_The problem_
Return every line of the entries that includes the word "DeserializeOwned".
----------
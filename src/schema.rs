//! Strict decoding of structured model output.
//!
//! Each JSON flow declares the shape it expects ([`ModelOutput::response_schema`]) so the
//! provider can constrain generation, then runs the reply through [`decode`]: parse or fail,
//! followed by value checks. Nothing partially shaped gets past this point.

use serde::de::DeserializeOwned;
use serde_json::{json, Value};
use tracing::debug;

use crate::error::SchemaError;
use crate::util::{strip_code_fence, trunc_for_log};

pub trait ModelOutput: DeserializeOwned {
  /// OpenAPI-subset schema sent alongside the prompt.
  fn response_schema() -> Value;

  /// Value-level constraints serde cannot express.
  fn check(&self) -> Result<(), SchemaError> {
    Ok(())
  }
}

pub fn decode<T: ModelOutput>(text: &str) -> Result<T, SchemaError> {
  let value: T = serde_json::from_str(strip_code_fence(text)).map_err(|e| {
    debug!(target: "flow", error = %e, raw = %trunc_for_log(text, 200), "Model output did not parse");
    e
  })?;
  value.check()?;
  Ok(value)
}

/// Object schema where every listed property is a required string.
pub fn string_object(fields: &[&str]) -> Value {
  let properties: serde_json::Map<String, Value> = fields
    .iter()
    .map(|f| (f.to_string(), json!({ "type": "STRING" })))
    .collect();
  json!({ "type": "OBJECT", "properties": properties, "required": fields })
}

pub fn require_non_blank(field: &str, value: &str) -> Result<(), SchemaError> {
  if value.trim().is_empty() {
    return Err(SchemaError::Invalid(format!("'{field}' must not be empty")));
  }
  Ok(())
}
----------
_Solution to this exercise_
use serde::de::DeserializeOwned;
pub trait ModelOutput: DeserializeOwned {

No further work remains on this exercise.